RECORDS TO PROCESS Block Start

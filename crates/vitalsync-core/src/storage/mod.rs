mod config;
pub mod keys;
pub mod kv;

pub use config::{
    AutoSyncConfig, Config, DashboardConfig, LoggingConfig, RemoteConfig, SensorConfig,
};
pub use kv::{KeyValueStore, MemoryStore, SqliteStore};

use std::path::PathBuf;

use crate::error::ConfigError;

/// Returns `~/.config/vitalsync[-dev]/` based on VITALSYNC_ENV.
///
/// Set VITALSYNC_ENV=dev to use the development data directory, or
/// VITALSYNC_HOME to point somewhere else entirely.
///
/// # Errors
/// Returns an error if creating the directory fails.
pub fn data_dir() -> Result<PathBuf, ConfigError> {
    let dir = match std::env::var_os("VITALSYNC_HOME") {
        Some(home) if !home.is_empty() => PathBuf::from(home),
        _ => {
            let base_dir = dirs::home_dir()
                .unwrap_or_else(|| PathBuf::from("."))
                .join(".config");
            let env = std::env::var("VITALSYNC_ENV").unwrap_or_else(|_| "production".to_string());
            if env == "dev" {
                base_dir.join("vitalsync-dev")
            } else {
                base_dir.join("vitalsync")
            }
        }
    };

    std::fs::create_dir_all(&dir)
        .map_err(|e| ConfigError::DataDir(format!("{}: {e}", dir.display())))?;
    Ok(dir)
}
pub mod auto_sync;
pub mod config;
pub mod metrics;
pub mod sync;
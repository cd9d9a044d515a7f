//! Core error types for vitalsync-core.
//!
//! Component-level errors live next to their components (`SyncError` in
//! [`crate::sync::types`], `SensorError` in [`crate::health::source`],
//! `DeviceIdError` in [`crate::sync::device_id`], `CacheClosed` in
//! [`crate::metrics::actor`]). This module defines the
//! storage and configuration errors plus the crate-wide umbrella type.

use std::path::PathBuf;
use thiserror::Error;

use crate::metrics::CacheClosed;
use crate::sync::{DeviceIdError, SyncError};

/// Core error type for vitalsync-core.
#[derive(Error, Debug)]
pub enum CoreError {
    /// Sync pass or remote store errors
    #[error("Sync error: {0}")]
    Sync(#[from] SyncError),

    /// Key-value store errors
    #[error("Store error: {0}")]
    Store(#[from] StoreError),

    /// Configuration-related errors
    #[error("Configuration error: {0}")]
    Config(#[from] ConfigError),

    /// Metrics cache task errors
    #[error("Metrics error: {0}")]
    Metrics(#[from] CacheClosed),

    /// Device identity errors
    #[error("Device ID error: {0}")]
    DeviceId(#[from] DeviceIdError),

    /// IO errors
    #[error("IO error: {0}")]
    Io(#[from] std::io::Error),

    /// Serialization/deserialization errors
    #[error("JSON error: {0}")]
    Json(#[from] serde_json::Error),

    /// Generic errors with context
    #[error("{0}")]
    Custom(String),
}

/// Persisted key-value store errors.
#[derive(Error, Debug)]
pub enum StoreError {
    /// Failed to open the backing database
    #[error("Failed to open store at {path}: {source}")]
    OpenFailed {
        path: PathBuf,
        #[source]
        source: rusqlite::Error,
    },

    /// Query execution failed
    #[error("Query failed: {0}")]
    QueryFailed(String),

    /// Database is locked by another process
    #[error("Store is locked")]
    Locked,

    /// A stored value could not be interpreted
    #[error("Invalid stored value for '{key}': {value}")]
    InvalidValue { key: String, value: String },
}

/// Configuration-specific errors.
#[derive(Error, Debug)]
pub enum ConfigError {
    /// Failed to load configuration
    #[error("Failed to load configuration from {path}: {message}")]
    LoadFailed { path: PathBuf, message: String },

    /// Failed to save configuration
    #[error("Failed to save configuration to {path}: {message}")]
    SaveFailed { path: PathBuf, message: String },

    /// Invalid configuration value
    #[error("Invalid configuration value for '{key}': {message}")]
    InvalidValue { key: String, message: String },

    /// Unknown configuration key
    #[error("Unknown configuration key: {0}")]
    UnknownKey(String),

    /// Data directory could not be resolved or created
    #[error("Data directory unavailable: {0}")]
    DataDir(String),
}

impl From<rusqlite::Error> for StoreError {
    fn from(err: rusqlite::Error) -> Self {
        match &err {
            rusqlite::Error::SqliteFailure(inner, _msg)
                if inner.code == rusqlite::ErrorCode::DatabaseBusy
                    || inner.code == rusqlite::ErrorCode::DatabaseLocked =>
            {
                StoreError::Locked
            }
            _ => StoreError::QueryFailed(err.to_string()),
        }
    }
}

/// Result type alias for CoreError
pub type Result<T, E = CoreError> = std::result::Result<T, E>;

RECORDS TO PROCESS Block End

> _EXERCISE PROMPT_
Print the entries once more, character for character.

> _EXERCISE RESULT_
filename crates/vitalsync-core/src/storage/mod.rs
mod config;
pub mod keys;
pub mod kv;

pub use config::{
    AutoSyncConfig, Config, DashboardConfig, LoggingConfig, RemoteConfig, SensorConfig,
};
pub use kv::{KeyValueStore, MemoryStore, SqliteStore};

use std::path::PathBuf;

use crate::error::ConfigError;

/// Returns `~/.config/vitalsync[-dev]/` based on VITALSYNC_ENV.
///
/// Set VITALSYNC_ENV=dev to use the development data directory, or
/// VITALSYNC_HOME to point somewhere else entirely.
///
/// # Errors
/// Returns an error if creating the directory fails.
pub fn data_dir() -> Result<PathBuf, ConfigError> {
    let dir = match std::env::var_os("VITALSYNC_HOME") {
        Some(home) if !home.is_empty() => PathBuf::from(home),
        _ => {
            let base_dir = dirs::home_dir()
                .unwrap_or_else(|| PathBuf::from("."))
                .join(".config");
            let env = std::env::var("VITALSYNC_ENV").unwrap_or_else(|_| "production".to_string());
            if env == "dev" {
                base_dir.join("vitalsync-dev")
            } else {
                base_dir.join("vitalsync")
            }
        }
    };

    std::fs::create_dir_all(&dir)
        .map_err(|e| ConfigError::DataDir(format!("{}: {e}", dir.display())))?;
    Ok(dir)
}
pub mod auto_sync;
pub mod config;
pub mod metrics;
pub mod sync;
repository cd9d9a044d515a7f
//! Core error types for vitalsync-core.
//!
//! Component-level errors live next to their components (`SyncError` in
//! [`crate::sync::types`], `SensorError` in [`crate::health::source`],
//! `DeviceIdError` in [`crate::sync::device_id`], `CacheClosed` in
//! [`crate::metrics::actor`]). This module defines the
//! storage and configuration errors plus the crate-wide umbrella type.

use std::path::PathBuf;
use thiserror::Error;

use crate::metrics::CacheClosed;
use crate::sync::{DeviceIdError, SyncError};

/// Core error type for vitalsync-core.
#[derive(Error, Debug)]
pub enum CoreError {
    /// Sync pass or remote store errors
    #[error("Sync error: {0}")]
    Sync(#[from] SyncError),

    /// Key-value store errors
    #[error("Store error: {0}")]
    Store(#[from] StoreError),

    /// Configuration-related errors
    #[error("Configuration error: {0}")]
    Config(#[from] ConfigError),

    /// Metrics cache task errors
    #[error("Metrics error: {0}")]
    Metrics(#[from] CacheClosed),

    /// Device identity errors
    #[error("Device ID error: {0}")]
    DeviceId(#[from] DeviceIdError),

    /// IO errors
    #[error("IO error: {0}")]
    Io(#[from] std::io::Error),

    /// Serialization/deserialization errors
    #[error("JSON error: {0}")]
    Json(#[from] serde_json::Error),

    /// Generic errors with context
    #[error("{0}")]
    Custom(String),
}

/// Persisted key-value store errors.
#[derive(Error, Debug)]
pub enum StoreError {
    /// Failed to open the backing database
    #[error("Failed to open store at {path}: {source}")]
    OpenFailed {
        path: PathBuf,
        #[source]
        source: rusqlite::Error,
    },

    /// Query execution failed
    #[error("Query failed: {0}")]
    QueryFailed(String),

    /// Database is locked by another process
    #[error("Store is locked")]
    Locked,

    /// A stored value could not be interpreted
    #[error("Invalid stored value for '{key}': {value}")]
    InvalidValue { key: String, value: String },
}

/// Configuration-specific errors.
#[derive(Error, Debug)]
pub enum ConfigError {
    /// Failed to load configuration
    #[error("Failed to load configuration from {path}: {message}")]
    LoadFailed { path: PathBuf, message: String },

    /// Failed to save configuration
    #[error("Failed to save configuration to {path}: {message}")]
    SaveFailed { path: PathBuf, message: String },

    /// Invalid configuration value
    #[error("Invalid configuration value for '{key}': {message}")]
    InvalidValue { key: String, message: String },

    /// Unknown configuration key
    #[error("Unknown configuration key: {0}")]
    UnknownKey(String),

    /// Data directory could not be resolved or created
    #[error("Data directory unavailable: {0}")]
    DataDir(String),
}

impl From<rusqlite::Error> for StoreError {
    fn from(err: rusqlite::Error) -> Self {
        match &err {
            rusqlite::Error::SqliteFailure(inner, _msg)
                if inner.code == rusqlite::ErrorCode::DatabaseBusy
                    || inner.code == rusqlite::ErrorCode::DatabaseLocked =>
            {
                StoreError::Locked
            }
            _ => StoreError::QueryFailed(err.to_string()),
        }
    }
}

/// Result type alias for CoreError
pub type Result<T, E = CoreError> = std::result::Result<T, E>;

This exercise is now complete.